» TASK TO CARRY OUT
Can you find the lines of the listing that include "MissingNodeName" and copy every one?

» DATA IN THIS EXERCISE
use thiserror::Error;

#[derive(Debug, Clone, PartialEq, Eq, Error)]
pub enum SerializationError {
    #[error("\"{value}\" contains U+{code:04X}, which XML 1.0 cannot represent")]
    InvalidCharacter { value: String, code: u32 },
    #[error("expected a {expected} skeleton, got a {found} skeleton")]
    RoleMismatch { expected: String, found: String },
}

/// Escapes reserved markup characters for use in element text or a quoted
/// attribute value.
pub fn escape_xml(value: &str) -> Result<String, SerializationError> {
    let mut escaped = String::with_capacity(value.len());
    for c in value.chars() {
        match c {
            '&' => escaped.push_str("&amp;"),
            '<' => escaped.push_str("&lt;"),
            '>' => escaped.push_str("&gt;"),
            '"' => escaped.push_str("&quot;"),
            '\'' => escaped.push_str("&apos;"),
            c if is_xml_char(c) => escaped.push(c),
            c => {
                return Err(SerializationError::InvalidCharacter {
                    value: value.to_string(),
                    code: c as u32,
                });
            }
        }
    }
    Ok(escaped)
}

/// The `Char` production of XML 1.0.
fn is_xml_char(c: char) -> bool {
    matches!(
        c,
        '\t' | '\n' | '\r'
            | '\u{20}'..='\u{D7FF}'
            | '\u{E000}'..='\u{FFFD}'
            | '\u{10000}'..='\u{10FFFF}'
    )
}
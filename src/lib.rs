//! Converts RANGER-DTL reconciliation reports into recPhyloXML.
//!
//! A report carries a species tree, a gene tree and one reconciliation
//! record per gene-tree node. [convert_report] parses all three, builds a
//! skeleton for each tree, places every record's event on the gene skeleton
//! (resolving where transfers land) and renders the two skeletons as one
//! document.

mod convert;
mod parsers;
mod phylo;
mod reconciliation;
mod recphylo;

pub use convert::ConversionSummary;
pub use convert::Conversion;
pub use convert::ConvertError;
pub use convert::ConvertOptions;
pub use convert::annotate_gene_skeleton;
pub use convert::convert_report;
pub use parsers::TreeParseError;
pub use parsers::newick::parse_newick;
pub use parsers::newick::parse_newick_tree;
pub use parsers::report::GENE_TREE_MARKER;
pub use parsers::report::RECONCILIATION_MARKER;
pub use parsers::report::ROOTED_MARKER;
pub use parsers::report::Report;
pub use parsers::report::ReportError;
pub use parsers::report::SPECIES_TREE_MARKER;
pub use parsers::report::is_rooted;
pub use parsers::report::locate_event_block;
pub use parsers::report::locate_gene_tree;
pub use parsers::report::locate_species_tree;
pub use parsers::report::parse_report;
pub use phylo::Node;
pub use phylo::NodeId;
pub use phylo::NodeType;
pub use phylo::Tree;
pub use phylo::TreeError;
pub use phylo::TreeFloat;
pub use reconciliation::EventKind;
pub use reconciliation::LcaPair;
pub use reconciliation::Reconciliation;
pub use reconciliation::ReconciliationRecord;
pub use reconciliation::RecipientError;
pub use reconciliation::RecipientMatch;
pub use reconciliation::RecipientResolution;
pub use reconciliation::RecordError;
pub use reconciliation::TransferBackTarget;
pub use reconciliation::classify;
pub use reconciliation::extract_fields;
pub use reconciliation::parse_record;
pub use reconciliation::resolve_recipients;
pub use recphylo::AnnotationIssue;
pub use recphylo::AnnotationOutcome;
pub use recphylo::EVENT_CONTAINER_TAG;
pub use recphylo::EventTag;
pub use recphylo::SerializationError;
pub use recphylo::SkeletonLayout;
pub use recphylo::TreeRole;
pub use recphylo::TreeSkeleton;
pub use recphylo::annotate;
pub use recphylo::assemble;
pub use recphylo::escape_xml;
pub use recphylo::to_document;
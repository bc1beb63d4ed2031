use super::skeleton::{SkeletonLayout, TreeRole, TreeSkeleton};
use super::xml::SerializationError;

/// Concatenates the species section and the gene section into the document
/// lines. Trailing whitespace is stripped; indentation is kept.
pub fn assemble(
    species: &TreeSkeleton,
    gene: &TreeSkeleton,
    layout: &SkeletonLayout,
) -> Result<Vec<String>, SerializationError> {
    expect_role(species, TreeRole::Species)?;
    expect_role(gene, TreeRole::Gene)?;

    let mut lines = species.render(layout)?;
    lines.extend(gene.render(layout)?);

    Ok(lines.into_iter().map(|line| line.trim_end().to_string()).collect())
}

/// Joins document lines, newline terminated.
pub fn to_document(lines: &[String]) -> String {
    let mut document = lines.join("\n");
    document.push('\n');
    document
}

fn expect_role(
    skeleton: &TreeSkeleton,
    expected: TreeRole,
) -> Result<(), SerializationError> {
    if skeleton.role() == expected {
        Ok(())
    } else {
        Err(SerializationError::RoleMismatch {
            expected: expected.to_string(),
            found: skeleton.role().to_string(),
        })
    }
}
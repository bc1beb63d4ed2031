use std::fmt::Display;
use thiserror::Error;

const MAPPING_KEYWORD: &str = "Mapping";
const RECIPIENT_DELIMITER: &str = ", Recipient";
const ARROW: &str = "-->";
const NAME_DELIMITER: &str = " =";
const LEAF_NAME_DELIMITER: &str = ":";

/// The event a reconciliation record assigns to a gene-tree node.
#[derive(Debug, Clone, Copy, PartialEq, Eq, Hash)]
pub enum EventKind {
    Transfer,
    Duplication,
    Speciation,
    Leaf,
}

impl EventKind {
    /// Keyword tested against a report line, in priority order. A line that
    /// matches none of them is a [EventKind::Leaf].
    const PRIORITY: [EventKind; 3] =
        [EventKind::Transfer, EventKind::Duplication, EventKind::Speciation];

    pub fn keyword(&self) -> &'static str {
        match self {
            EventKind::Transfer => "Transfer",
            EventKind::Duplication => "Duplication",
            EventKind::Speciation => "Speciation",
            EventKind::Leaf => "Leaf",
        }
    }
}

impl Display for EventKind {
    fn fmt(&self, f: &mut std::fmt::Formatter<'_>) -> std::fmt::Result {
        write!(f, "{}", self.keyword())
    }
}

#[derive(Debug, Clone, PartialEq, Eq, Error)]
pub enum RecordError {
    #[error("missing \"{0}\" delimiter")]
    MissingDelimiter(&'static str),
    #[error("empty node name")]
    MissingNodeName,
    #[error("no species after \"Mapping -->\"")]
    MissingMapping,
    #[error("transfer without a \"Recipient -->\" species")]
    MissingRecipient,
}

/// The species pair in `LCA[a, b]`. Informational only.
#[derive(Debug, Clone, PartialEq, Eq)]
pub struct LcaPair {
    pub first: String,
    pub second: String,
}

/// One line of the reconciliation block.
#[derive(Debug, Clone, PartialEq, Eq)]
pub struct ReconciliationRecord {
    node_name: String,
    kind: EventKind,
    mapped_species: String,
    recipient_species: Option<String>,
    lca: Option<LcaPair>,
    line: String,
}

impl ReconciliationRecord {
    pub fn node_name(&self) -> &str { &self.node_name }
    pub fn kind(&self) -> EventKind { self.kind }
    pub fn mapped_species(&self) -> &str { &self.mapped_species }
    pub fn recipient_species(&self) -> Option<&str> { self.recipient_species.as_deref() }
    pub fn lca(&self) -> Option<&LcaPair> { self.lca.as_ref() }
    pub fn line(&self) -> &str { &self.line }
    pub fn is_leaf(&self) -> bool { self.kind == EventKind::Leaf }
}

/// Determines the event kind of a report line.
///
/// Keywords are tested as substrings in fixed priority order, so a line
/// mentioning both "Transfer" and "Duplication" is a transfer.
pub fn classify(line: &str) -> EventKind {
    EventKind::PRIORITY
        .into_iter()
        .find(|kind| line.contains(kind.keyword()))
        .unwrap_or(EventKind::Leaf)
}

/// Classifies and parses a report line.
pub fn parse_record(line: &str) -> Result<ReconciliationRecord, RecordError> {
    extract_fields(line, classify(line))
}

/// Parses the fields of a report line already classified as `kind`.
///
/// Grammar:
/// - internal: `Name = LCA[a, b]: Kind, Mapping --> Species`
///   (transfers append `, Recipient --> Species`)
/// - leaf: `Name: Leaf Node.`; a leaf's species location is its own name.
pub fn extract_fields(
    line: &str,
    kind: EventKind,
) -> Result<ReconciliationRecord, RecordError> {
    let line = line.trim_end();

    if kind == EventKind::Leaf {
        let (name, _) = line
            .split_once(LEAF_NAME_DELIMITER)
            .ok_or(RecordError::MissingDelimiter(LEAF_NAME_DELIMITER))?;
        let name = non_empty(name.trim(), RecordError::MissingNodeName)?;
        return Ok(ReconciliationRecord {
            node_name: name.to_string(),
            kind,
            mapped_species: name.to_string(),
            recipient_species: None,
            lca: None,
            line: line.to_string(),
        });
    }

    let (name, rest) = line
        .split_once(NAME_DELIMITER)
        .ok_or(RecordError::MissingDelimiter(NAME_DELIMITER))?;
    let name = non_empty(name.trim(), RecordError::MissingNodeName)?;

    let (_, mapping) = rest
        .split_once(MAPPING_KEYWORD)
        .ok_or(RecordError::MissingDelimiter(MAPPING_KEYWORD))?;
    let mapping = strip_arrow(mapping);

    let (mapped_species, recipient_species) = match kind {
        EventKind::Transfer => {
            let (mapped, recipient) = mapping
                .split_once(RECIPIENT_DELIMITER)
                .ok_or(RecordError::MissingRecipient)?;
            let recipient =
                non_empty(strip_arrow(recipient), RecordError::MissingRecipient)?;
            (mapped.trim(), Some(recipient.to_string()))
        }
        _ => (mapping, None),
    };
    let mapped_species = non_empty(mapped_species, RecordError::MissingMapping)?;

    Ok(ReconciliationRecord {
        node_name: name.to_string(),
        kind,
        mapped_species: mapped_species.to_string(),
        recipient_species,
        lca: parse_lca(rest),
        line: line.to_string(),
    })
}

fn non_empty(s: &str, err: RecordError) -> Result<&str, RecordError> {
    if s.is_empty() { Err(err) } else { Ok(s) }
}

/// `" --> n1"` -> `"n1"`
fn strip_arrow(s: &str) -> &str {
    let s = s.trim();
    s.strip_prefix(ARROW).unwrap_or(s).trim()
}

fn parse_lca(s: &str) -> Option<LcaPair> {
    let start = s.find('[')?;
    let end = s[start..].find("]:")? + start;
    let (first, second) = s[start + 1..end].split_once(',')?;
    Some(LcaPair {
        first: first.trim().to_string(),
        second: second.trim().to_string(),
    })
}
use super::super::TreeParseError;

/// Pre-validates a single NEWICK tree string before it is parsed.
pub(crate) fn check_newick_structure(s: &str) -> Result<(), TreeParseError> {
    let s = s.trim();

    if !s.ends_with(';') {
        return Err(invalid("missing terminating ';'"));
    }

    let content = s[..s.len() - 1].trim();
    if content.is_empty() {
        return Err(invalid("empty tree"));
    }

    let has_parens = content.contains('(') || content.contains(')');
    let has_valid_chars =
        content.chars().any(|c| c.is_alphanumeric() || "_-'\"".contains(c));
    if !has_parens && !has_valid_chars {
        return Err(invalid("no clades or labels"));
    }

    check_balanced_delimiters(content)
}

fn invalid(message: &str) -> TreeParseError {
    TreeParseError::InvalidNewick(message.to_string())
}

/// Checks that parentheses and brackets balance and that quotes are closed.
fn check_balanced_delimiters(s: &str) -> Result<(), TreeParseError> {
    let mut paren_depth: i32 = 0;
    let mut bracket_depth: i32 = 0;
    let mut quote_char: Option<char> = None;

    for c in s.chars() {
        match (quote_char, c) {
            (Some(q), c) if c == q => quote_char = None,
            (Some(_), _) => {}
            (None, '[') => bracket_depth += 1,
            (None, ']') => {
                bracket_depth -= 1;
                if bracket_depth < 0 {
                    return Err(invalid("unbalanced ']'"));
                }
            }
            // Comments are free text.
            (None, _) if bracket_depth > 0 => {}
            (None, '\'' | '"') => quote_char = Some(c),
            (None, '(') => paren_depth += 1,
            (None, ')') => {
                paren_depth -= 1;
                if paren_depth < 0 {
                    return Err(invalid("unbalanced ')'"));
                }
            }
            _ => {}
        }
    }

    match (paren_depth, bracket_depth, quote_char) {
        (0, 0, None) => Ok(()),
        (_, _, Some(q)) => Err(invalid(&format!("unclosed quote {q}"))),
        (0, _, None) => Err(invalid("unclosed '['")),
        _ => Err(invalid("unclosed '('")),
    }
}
* * *
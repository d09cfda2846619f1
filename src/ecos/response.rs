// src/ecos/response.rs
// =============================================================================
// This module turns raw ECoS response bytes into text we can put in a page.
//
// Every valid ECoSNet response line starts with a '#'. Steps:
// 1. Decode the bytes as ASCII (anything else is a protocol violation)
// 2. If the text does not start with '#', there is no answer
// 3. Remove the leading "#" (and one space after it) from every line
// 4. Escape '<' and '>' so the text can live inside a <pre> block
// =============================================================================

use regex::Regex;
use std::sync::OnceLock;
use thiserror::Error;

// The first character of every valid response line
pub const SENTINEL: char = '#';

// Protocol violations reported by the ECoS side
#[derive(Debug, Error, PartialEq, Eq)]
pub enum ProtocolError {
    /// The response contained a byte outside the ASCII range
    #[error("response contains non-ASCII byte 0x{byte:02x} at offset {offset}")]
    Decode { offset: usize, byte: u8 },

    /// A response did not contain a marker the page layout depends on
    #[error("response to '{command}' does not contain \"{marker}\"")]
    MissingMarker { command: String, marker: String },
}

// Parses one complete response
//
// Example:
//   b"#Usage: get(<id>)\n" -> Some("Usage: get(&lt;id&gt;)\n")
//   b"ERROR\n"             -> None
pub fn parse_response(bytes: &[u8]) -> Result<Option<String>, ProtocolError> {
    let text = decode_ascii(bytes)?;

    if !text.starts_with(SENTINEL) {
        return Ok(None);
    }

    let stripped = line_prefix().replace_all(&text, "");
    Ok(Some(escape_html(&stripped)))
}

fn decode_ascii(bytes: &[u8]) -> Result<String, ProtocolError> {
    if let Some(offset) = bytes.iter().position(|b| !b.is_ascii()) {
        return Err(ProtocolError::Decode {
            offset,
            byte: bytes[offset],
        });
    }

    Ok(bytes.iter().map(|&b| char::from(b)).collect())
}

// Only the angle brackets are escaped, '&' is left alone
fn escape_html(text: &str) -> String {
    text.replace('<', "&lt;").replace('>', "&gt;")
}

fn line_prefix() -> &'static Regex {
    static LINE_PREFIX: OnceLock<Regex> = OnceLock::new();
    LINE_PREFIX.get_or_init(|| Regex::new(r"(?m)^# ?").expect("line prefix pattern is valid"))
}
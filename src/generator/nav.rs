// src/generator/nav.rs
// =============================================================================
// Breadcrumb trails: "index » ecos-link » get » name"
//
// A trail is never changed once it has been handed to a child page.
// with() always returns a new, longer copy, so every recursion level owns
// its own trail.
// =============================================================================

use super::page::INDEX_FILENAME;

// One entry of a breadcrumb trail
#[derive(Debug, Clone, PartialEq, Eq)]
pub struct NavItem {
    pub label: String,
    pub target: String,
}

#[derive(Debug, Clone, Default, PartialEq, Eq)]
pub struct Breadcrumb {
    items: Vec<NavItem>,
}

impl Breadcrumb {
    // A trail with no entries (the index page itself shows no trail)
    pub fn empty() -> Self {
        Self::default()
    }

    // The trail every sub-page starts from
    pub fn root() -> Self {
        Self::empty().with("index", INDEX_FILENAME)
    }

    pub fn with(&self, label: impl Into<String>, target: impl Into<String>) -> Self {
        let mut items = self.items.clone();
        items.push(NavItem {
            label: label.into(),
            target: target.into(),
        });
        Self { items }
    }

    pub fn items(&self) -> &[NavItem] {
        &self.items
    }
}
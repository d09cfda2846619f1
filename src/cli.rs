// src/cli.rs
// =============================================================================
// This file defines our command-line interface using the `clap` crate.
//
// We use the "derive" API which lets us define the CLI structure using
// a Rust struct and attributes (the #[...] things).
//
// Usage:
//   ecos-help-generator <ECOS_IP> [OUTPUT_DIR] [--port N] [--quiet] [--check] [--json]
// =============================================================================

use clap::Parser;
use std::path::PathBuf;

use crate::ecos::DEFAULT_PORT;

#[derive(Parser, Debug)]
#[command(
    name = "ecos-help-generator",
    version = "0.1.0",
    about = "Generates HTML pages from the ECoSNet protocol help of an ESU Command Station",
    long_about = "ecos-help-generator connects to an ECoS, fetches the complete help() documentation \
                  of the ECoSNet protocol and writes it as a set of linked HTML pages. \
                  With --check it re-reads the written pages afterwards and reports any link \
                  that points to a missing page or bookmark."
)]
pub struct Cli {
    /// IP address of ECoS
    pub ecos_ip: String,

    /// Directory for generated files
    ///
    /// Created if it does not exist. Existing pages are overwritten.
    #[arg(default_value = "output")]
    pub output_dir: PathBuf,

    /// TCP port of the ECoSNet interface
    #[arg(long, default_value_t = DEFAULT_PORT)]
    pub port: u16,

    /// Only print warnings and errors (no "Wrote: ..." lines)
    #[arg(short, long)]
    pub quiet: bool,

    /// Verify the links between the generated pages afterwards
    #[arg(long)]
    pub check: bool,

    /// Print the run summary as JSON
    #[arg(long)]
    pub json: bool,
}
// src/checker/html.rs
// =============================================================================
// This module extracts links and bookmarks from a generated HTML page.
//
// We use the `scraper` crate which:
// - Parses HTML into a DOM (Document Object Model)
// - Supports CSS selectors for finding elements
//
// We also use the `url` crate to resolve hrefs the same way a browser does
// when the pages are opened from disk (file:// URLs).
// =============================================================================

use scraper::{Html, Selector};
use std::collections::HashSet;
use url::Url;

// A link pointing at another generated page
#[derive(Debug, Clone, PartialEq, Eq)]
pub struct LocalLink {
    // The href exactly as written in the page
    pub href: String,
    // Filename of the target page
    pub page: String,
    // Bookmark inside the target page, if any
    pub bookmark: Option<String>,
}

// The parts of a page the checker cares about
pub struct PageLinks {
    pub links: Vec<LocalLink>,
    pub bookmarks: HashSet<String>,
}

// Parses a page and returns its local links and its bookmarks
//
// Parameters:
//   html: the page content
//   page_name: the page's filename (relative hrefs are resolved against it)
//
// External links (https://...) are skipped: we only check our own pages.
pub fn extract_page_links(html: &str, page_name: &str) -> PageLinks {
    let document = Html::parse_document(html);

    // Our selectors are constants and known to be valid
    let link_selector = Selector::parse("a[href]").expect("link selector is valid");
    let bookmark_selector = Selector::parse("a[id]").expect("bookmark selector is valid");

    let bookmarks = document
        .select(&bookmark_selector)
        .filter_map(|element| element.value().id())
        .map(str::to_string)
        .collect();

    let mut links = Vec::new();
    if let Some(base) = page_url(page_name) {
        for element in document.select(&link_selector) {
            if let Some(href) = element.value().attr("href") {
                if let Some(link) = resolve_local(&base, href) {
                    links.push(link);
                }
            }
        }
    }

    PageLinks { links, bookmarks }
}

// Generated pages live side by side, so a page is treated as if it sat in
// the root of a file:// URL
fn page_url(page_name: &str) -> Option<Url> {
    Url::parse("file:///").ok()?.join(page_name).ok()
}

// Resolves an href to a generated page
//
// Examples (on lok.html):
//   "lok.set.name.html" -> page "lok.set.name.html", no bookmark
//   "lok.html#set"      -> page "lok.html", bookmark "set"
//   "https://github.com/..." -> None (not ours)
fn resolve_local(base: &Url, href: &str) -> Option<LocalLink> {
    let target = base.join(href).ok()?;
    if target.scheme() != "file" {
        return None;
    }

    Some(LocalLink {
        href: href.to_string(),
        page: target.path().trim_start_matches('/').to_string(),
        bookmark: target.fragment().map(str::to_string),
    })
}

» ANSWER SPACE
    MissingNodeName,
        let name = non_empty(name.trim(), RecordError::MissingNodeName)?;
    let name = non_empty(name.trim(), RecordError::MissingNodeName)?;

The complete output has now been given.